Admitamos o seguinte, pelo menos enquanto interrogação: sabendo nós que a obra foi composto e estreado num campo de prisioneiros de guerra, podemo-nos abstrair do mais geral conhecimento dos factos dessa guerra, do nazismo e do processo concentracionário?
Uma coisa é a indispensável memória histórica, outra é a mescla de factos apesar de tudo de ordem diferente, e tanto mais a mescla envolvendo uma concreta apresentação de uma obra como a de Messiaen, eventualmente configurando um abuso.
Isto não significa de maneira nenhuma uma “suspensão” da memória do Holocausto – só que ela é no caso deslocada, de modo mutuamente infrutífero, para o Quator pour la fin des Temps e para a concreta memória do universo concentracionário e de extermínio, incluindo as manifestações artísticas que ainda ocorreram nesse terrível universo.
O Quator foi estreado a 15 de Janeiro de 1941 no Stalag VIII A do campo de prisioneiros de Görlitz, e isso é parte da sua aura própria. Mas, meses depois, a 22 de Junho, já libertado, Messiaen apresentava a obra no Théâtre des Marthurins em Paris. O que eu desconhecia, e só fiquei a saber por um artigo no “Le Monde” da passada sexta-feira, foi que em Paris, durante a ocupação, qual acto cultural de “resistência”, foram apresentadas mais obras compostas por prisioneiros de guerra, tendo-se realizado inclusive um concerto dirigido por Charles Munch, só com obras originadas nessas circunstâncias, e tendo mesmo a SACEM, a sociedade de autores, aberto um concurso para os autores e compositores prisioneiros.

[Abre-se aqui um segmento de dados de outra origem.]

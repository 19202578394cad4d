//! Symbolic execution tests: forking at data-dependent branches, path
//! condition accumulation, and the `symbolic` extern module.

use weft::sym::{self, solver::NaiveSolver, Explorer, PathOutcome, SymVal, Symbolic};
use weft::{Linker, Store};
use weft_core::Val;

fn explore(wat: &str, entry: &str) -> Vec<sym::PathReport> {
    let bytes = wat::parse_str(wat).expect("test source must be valid wat");
    let module = weft::load(&bytes).expect("test module must validate");
    let mut store = Store::new(Symbolic::new(NaiveSolver));
    let mut linker = Linker::new();
    linker.define_module(&mut store, "symbolic", sym::extern_module());
    let instance = linker
        .instantiate(&mut store, &module)
        .expect("test module must link");
    Explorer::new()
        .explore(store, instance, entry)
        .expect("exploration must not fail")
}

fn returned_i32(report: &sym::PathReport) -> Option<i32> {
    match &report.outcome {
        PathOutcome::Returned(values) => match values.as_slice() {
            [SymVal::Num(expr)] => match expr.as_val() {
                Some(Val::I32(v)) => Some(v),
                _ => None,
            },
            _ => None,
        },
        PathOutcome::Trapped(_) => None,
    }
}

#[test]
fn branch_on_symbol_forks_into_two_paths() {
    let reports = explore(
        r#"
        (module
          (import "symbolic" "i32" (func $any_i32 (result i32)))
          (func (export "main") (result i32)
            (if (result i32) (i32.gt_s (call $any_i32) (i32.const 0))
              (then (i32.const 1))
              (else (i32.const 0)))))
        "#,
        "main",
    );
    assert_eq!(reports.len(), 2, "exactly two terminal paths");
    let mut returned: Vec<i32> = reports
        .iter()
        .map(|report| returned_i32(report).expect("both paths return a ground i32"))
        .collect();
    returned.sort_unstable();
    assert_eq!(returned, vec![0, 1]);
    for report in &reports {
        assert_eq!(report.constraints.len(), 1, "one assumption per path");
    }
    // One path assumed the comparison, the other its negation.
    let rendered: Vec<String> = reports
        .iter()
        .map(|report| report.constraints[0].to_string())
        .collect();
    assert!(rendered.iter().any(|c| c.contains("Gt") && !c.contains("not")));
    assert!(rendered.iter().any(|c| c.contains("not")));
}

#[test]
fn concrete_branches_do_not_fork() {
    let reports = explore(
        r#"
        (module
          (func (export "main") (result i32)
            (if (result i32) (i32.const 1)
              (then (i32.const 10))
              (else (i32.const 20)))))
        "#,
        "main",
    );
    assert_eq!(reports.len(), 1);
    assert_eq!(returned_i32(&reports[0]), Some(10));
    assert!(reports[0].constraints.is_empty());
}

#[test]
fn symbolic_divisor_forks_a_trapping_path() {
    let reports = explore(
        r#"
        (module
          (import "symbolic" "i32" (func $any_i32 (result i32)))
          (func (export "main") (result i32)
            (i32.div_u (i32.const 100) (call $any_i32))))
        "#,
        "main",
    );
    // One path divides, a sibling path hits the zero divisor.
    assert_eq!(reports.len(), 2);
    let trapped: Vec<_> = reports
        .iter()
        .filter_map(|report| match &report.outcome {
            PathOutcome::Trapped(trap) => Some(trap.to_string()),
            PathOutcome::Returned(_) => None,
        })
        .collect();
    assert_eq!(trapped, vec!["integer divide by zero".to_string()]);
}

#[test]
fn assume_extends_the_path_condition() {
    let reports = explore(
        r#"
        (module
          (import "symbolic" "i32" (func $any_i32 (result i32)))
          (import "symbolic" "assume" (func $assume (param i32)))
          (func (export "main") (result i32)
            (local $x i32)
            (local.set $x (call $any_i32))
            (call $assume (i32.ge_s (local.get $x) (i32.const 0)))
            (local.get $x)))
        "#,
        "main",
    );
    assert_eq!(reports.len(), 1);
    assert_eq!(reports[0].constraints.len(), 1);
    assert!(reports[0].constraints[0].to_string().contains("Ge"));
}

#[test]
fn failing_assert_terminates_the_path() {
    let reports = explore(
        r#"
        (module
          (import "symbolic" "i32" (func $any_i32 (result i32)))
          (import "symbolic" "assert" (func $assert (param i32)))
          (func (export "main")
            (call $assert (i32.gt_s (call $any_i32) (i32.const 0)))))
        "#,
        "main",
    );
    assert_eq!(reports.len(), 1);
    match &reports[0].outcome {
        PathOutcome::Trapped(trap) => {
            assert!(trap.to_string().contains("assertion violated"));
        }
        other => panic!("expected an assertion failure, got {other:?}"),
    }
}

#[test]
fn ground_assert_passes() {
    let reports = explore(
        r#"
        (module
          (import "symbolic" "assert" (func $assert (param i32)))
          (func (export "main")
            (call $assert (i32.const 1))))
        "#,
        "main",
    );
    assert_eq!(reports.len(), 1);
    assert!(matches!(reports[0].outcome, PathOutcome::Returned(_)));
}

#[test]
fn parameters_become_fresh_symbols() {
    let reports = explore(
        r#"
        (module
          (func (export "main") (param i32) (result i32)
            (if (result i32) (local.get 0)
              (then (i32.const 1))
              (else (i32.const 0)))))
        "#,
        "main",
    );
    assert_eq!(reports.len(), 2);
}

#[test]
fn forked_paths_have_independent_memories() {
    let reports = explore(
        r#"
        (module
          (import "symbolic" "i32" (func $any_i32 (result i32)))
          (memory 1)
          (func (export "main") (result i32)
            (if (i32.gt_s (call $any_i32) (i32.const 0))
              (then (i32.store8 (i32.const 0) (i32.const 7))))
            (i32.load8_u (i32.const 0))))
        "#,
        "main",
    );
    assert_eq!(reports.len(), 2);
    let mut returned: Vec<i32> = reports
        .iter()
        .map(|report| returned_i32(report).expect("ground results"))
        .collect();
    returned.sort_unstable();
    // The write in one path is invisible to its sibling.
    assert_eq!(returned, vec![0, 7]);
}

#[test]
fn nested_branches_enumerate_all_paths() {
    let reports = explore(
        r#"
        (module
          (import "symbolic" "i32" (func $any_i32 (result i32)))
          (func (export "main") (result i32)
            (local $acc i32)
            (if (i32.gt_s (call $any_i32) (i32.const 0))
              (then (local.set $acc (i32.const 1))))
            (if (i32.gt_s (call $any_i32) (i32.const 10))
              (then (local.set $acc (i32.add (local.get $acc) (i32.const 2)))))
            (local.get $acc)))
        "#,
        "main",
    );
    assert_eq!(reports.len(), 4, "two independent branches, four paths");
    let mut returned: Vec<i32> = reports
        .iter()
        .map(|report| returned_i32(report).expect("ground results"))
        .collect();
    returned.sort_unstable();
    assert_eq!(returned, vec![0, 1, 2, 3]);
    for report in &reports {
        assert_eq!(report.constraints.len(), 2);
    }
}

Radicalmente diferente foi a sorte de compositores como Viktor Ullmann, Gideon Klein, Erwin Schulhoff ou Hans Krása, vários deles tendo passado pelo campo de Theresienstadt, em que estavam internados sobretudo artistas e que os nazis utilizaram também para “proporcionarem” visitas de organizações como a Cruz Vermelha, e que todos esses acabaram vítimas do extermínio.
Aliás, o CCB vai apresentar em Fevereiro um ciclo de relevo, “O Nazismo e cultura: confrontações”, que incluirá nomeadamente a ópera que Ullmann escreveu no cativeiro, O Imperador da Atlântida. Acontece que fazer da apresentação do Quator pour la fin des Temps, obra de crença e de esperança, uma antecipação desse ciclo – o que objectivamente foi o programa – é um abuso histórico e foi também um abuso estético.

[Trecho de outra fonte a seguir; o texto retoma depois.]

#[test]
fn passive_data_segment_bounds() {
    let (mut store, instance) = instantiate(
        r#"
        (module
          (memory 1)
          (data $seg "x")
          (func (export "init") (param i32 i32 i32)
            (memory.init $seg (local.get 0) (local.get 1) (local.get 2)))
          (func (export "drop") (data.drop $seg))
          (func (export "peek") (param i32) (result i32)
            (i32.load8_u (local.get 0))))
        "#,
    );
    // In bounds: one byte from the segment.
    invoke(&mut store, instance, "init", &[Val::I32(7), Val::I32(0), Val::I32(1)]);
    assert_eq!(
        invoke(&mut store, instance, "peek", &[Val::I32(7)]),
        vec![Val::I32(b'x' as i32)]
    );
    // Out of segment bounds.
    assert_eq!(
        invoke_trap(
            &mut store,
            instance,
            "init",
            &[Val::I32(0), Val::I32(0), Val::I32(2)]
        ),
        TrapCode::OutOfBoundsMemoryAccess
    );
    // Zero-length copies are always fine.
    invoke(&mut store, instance, "init", &[Val::I32(0), Val::I32(0), Val::I32(0)]);
    // Once dropped, the segment behaves as zero-length.
    invoke(&mut store, instance, "drop", &[]);
    assert_eq!(
        invoke_trap(
            &mut store,
            instance,
            "init",
            &[Val::I32(0), Val::I32(0), Val::I32(1)]
        ),
        TrapCode::OutOfBoundsMemoryAccess
    );
    invoke(&mut store, instance, "init", &[Val::I32(0), Val::I32(0), Val::I32(0)]);
}

#[test]
fn indirect_call_type_mismatch() {
    let (mut store, instance) = instantiate(
        r#"
        (module
          (type $void (func))
          (func $inc (param i32) (result i32)
            (i32.add (local.get 0) (i32.const 1)))
          (table 2 funcref)
          (elem (i32.const 0) $inc)
          (func (export "mismatch")
            (call_indirect (type $void) (i32.const 0)))
          (func (export "null")
            (call_indirect (type $void) (i32.const 1)))
          (func (export "oob")
            (call_indirect (type $void) (i32.const 9)))
          (func (export "ok") (param i32) (result i32)
            (call_indirect (param i32) (result i32) (local.get 0) (i32.const 0))))
        "#,
    );
    assert_eq!(
        invoke_trap(&mut store, instance, "mismatch", &[]),
        TrapCode::IndirectCallTypeMismatch
    );
    assert_eq!(
        invoke_trap(&mut store, instance, "null", &[]),
        TrapCode::UninitializedElement
    );
    assert_eq!(
        invoke_trap(&mut store, instance, "oob", &[]),
        TrapCode::UndefinedElement
    );
    assert_eq!(
        invoke(&mut store, instance, "ok", &[Val::I32(41)]),
        vec![Val::I32(42)]
    );
}

#[test]
fn memory_access_boundaries() {
    let (mut store, instance) = instantiate(
        r#"
        (module
          (memory 1)
          (func (export "load8") (param i32) (result i32)
            (i32.load8_u (local.get 0)))
          (func (export "load32") (param i32) (result i32)
            (i32.load (local.get 0)))
          (func (export "store32") (param i32 i32)
            (i32.store (local.get 0) (local.get 1)))
          (func (export "grow") (param i32) (result i32)
            (memory.grow (local.get 0)))
          (func (export "size") (result i32) (memory.size)))
        "#,
    );
    // The very last byte of the page is accessible.
    assert_eq!(
        invoke(&mut store, instance, "load8", &[Val::I32(65535)]),
        vec![Val::I32(0)]
    );
    // One past the end is not.
    assert_eq!(
        invoke_trap(&mut store, instance, "load8", &[Val::I32(65536)]),
        TrapCode::OutOfBoundsMemoryAccess
    );
    // A four-byte access must fit entirely.
    assert_eq!(
        invoke(&mut store, instance, "load32", &[Val::I32(65532)]),
        vec![Val::I32(0)]
    );
    assert_eq!(
        invoke_trap(&mut store, instance, "load32", &[Val::I32(65533)]),
        TrapCode::OutOfBoundsMemoryAccess
    );
    // Negative addresses are large unsigned addresses.
    assert_eq!(
        invoke_trap(&mut store, instance, "load8", &[Val::I32(-1)]),
        TrapCode::OutOfBoundsMemoryAccess
    );
    // Growing extends the accessible range.
    assert_eq!(
        invoke(&mut store, instance, "grow", &[Val::I32(1)]),
        vec![Val::I32(1)]
    );
    assert_eq!(invoke(&mut store, instance, "size", &[]), vec![Val::I32(2)]);
    invoke(&mut store, instance, "store32", &[Val::I32(65536), Val::I32(-1)]);
    assert_eq!(
        invoke(&mut store, instance, "load32", &[Val::I32(65536)]),
        vec![Val::I32(-1)]
    );
}

#[test]
fn trapping_integer_arithmetic() {
    let (mut store, instance) = instantiate(
        r#"
        (module
          (func (export "div") (param i32 i32) (result i32)
            (i32.div_s (local.get 0) (local.get 1)))
          (func (export "rem") (param i32 i32) (result i32)
            (i32.rem_s (local.get 0) (local.get 1)))
          (func (export "trunc") (param f64) (result i32)
            (i32.trunc_f64_s (local.get 0)))
          (func (export "trunc_sat") (param f64) (result i32)
            (i32.trunc_sat_f64_s (local.get 0))))
        "#,
    );
    assert_eq!(
        invoke(&mut store, instance, "div", &[Val::I32(-7), Val::I32(2)]),
        vec![Val::I32(-3)]
    );
    assert_eq!(
        invoke_trap(&mut store, instance, "div", &[Val::I32(1), Val::I32(0)]),
        TrapCode::IntegerDivideByZero
    );
    assert_eq!(
        invoke_trap(
            &mut store,
            instance,
            "div",
            &[Val::I32(i32::MIN), Val::I32(-1)]
        ),
        TrapCode::IntegerOverflow
    );
    assert_eq!(
        invoke_trap(
            &mut store,
            instance,
            "rem",
            &[Val::I32(i32::MIN), Val::I32(-1)]
        ),
        TrapCode::IntegerOverflow
    );
    assert_eq!(
        invoke_trap(
            &mut store,
            instance,
            "trunc",
            &[Val::F64(2147483648.0f64.into())]
        ),
        TrapCode::IntegerOverflow
    );
    assert_eq!(
        invoke_trap(
            &mut store,
            instance,
            "trunc",
            &[Val::F64(f64::NAN.into())]
        ),
        TrapCode::InvalidConversionToInt
    );
    // The saturating form clamps instead.
    assert_eq!(
        invoke(
            &mut store,
            instance,
            "trunc_sat",
            &[Val::F64(2147483648.0f64.into())]
        ),
        vec![Val::I32(i32::MAX)]
    );
    assert_eq!(
        invoke(
            &mut store,
            instance,
            "trunc_sat",
            &[Val::F64(f64::NAN.into())]
        ),
        vec![Val::I32(0)]
    );
}

#[test]
fn br_table_dispatch() {
    let (mut store, instance) = instantiate(
        r#"
        (module
          (func (export "classify") (param i32) (result i32)
            (block $default
              (block $two
                (block $one
                  (block $zero
                    (br_table $zero $one $two $default (local.get 0)))
                  (return (i32.const 100)))
                (return (i32.const 101)))
              (return (i32.const 102)))
            i32.const 103))
        "#,
    );
    for (input, expected) in [(0, 100), (1, 101), (2, 102), (3, 103), (-1, 103)] {
        assert_eq!(
            invoke(&mut store, instance, "classify", &[Val::I32(input)]),
            vec![Val::I32(expected)],
            "classify({input})"
        );
    }
}

#[test]
fn globals_and_cross_module_imports() {
    let provider = r#"
        (module
          (global (export "base") i32 (i32.const 40))
          (func (export "offset") (result i32) (i32.const 2)))
    "#;
    let consumer = r#"
        (module
          (import "provider" "base" (global $base i32))
          (import "provider" "offset" (func $offset (result i32)))
          (global $counter (mut i32) (global.get $base))
          (func (export "bump") (result i32)
            (global.set $counter (i32.add (global.get $counter) (call $offset)))
            global.get $counter))
    "#;
    let mut store = Store::new(Concrete);
    let mut linker = Linker::new();
    let provider_module = load(provider).unwrap();
    let provider_instance = linker.instantiate(&mut store, &provider_module).unwrap();
    linker.register("provider", provider_instance);
    let consumer_module = load(consumer).unwrap();
    let consumer_instance = linker.instantiate(&mut store, &consumer_module).unwrap();
    assert_eq!(
        invoke(&mut store, consumer_instance, "bump", &[]),
        vec![Val::I32(42)]
    );
    assert_eq!(
        invoke(&mut store, consumer_instance, "bump", &[]),
        vec![Val::I32(44)]
    );
}

#[test]
fn unknown_imports_fail_to_link() {
    let module = load(r#"(module (import "nowhere" "f" (func)))"#).unwrap();
    let mut store = Store::new(Concrete);
    let mut linker = Linker::new();
    let err = linker.instantiate(&mut store, &module).unwrap_err();
    assert_matches!(err, Error::Instantiation(_));
    assert!(err.to_string().contains("unknown import"));
}

#[test]
fn incompatible_import_type_fails_to_link() {
    let provider = load(r#"(module (func (export "f") (param i32)))"#).unwrap();
    let consumer = load(r#"(module (import "provider" "f" (func (param i64))))"#).unwrap();
    let mut store = Store::new(Concrete);
    let mut linker = Linker::new();
    let instance = linker.instantiate(&mut store, &provider).unwrap();
    linker.register("provider", instance);
    let err = linker.instantiate(&mut store, &consumer).unwrap_err();
    assert_matches!(err, Error::Instantiation(_));
    assert!(err.to_string().contains("incompatible import type"));
}

#[test]
fn start_function_runs_before_first_call() {
    let (mut store, instance) = instantiate(
        r#"
        (module
          (global $ready (mut i32) (i32.const 0))
          (func $setup (global.set $ready (i32.const 1)))
          (start $setup)
          (func (export "ready") (result i32) (global.get $ready)))
        "#,
    );
    assert_eq!(invoke(&mut store, instance, "ready", &[]), vec![Val::I32(1)]);
}

#[test]
fn start_function_signature_is_checked() {
    let err = load(r#"(module (func $s (param i32)) (start $s))"#).unwrap_err();
    assert_matches!(err, Error::Validation(_));
    assert_eq!(err.to_string(), "start function");
}

#[test]
fn unreachable_stack_is_polymorphic() {
    load(r#"(module (func (result i32) (block (result i32) unreachable)))"#)
        .expect("the unreachable stack absorbs the required result");
    load(r#"(module (func (result i32) unreachable i64.const 0 i32.add))"#)
        .expect_err("concrete types after unreachable still collide");
    let err = load(r#"(module (func (result i32) (block (result i32))))"#).unwrap_err();
    assert_eq!(err.to_string(), "type mismatch");
}

#[test]
fn table_ops_and_funcrefs() {
    let (mut store, instance) = instantiate(
        r#"
        (module
          (table $t (export "table") 4 funcref)
          (elem declare func $f)
          (func $f (result i32) (i32.const 7))
          (func (export "fill") (param i32 i32)
            (table.fill $t (local.get 0) (ref.func $f) (local.get 1)))
          (func (export "call") (param i32) (result i32)
            (call_indirect $t (result i32) (local.get 0)))
          (func (export "size") (result i32) (table.size $t))
          (func (export "grow") (param i32) (result i32)
            (table.grow $t (ref.null func) (local.get 0)))
          (func (export "is_null") (param i32) (result i32)
            (ref.is_null (table.get $t (local.get 0)))))
        "#,
    );
    assert_eq!(invoke(&mut store, instance, "size", &[]), vec![Val::I32(4)]);
    assert_eq!(
        invoke(&mut store, instance, "is_null", &[Val::I32(0)]),
        vec![Val::I32(1)]
    );
    invoke(&mut store, instance, "fill", &[Val::I32(1), Val::I32(2)]);
    assert_eq!(
        invoke(&mut store, instance, "is_null", &[Val::I32(1)]),
        vec![Val::I32(0)]
    );
    assert_eq!(
        invoke(&mut store, instance, "call", &[Val::I32(2)]),
        vec![Val::I32(7)]
    );
    assert_eq!(
        invoke_trap(&mut store, instance, "call", &[Val::I32(0)]),
        TrapCode::UninitializedElement
    );
    assert_eq!(
        invoke(&mut store, instance, "grow", &[Val::I32(2)]),
        vec![Val::I32(4)]
    );
    assert_eq!(invoke(&mut store, instance, "size", &[]), vec![Val::I32(6)]);
}

#[test]
fn active_segments_initialise_in_declaration_order() {
    let (mut store, instance) = instantiate(
        r#"
        (module
          (memory 1)
          (data (i32.const 0) "aaaa")
          (data (i32.const 2) "bb")
          (func (export "peek") (param i32) (result i32)
            (i32.load8_u (local.get 0))))
        "#,
    );
    assert_eq!(
        invoke(&mut store, instance, "peek", &[Val::I32(1)]),
        vec![Val::I32(b'a' as i32)]
    );
    // The later segment overwrote the earlier one.
    assert_eq!(
        invoke(&mut store, instance, "peek", &[Val::I32(2)]),
        vec![Val::I32(b'b' as i32)]
    );
}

Falando da arte “depois de Auschwitz”, eu próprio tenho incorrido no lapso de citar recorrentemente Celan, omitindo Nelly Sachs, quando afinal desmentiram ambos o célebre ditame de Adorno de que não seria mais possível poesia depois de Auschwitz. É insólito que no programa figurassem os poemas de Nas Moradas da Morte, traduzidos por João Barrento, que Beatriz Batarda leu, poemas impregnadas da terrível experiência do Holocausto, da condição judaica diria mesmo, e não houvesse qualquer apresentação da poetisa, Prémio Nobel da Literatura de 1966, e desse livro, Den Wohnungen des Todes, publicado logo em 1947. Mas mais: sendo que por uma qualquer razão o evento teve lugar não no Pequeno Auditório do CCB, como seria curial, mas no Palco do Grande Auditório, dificilmente se conseguia ouvir Beatriz Batarda.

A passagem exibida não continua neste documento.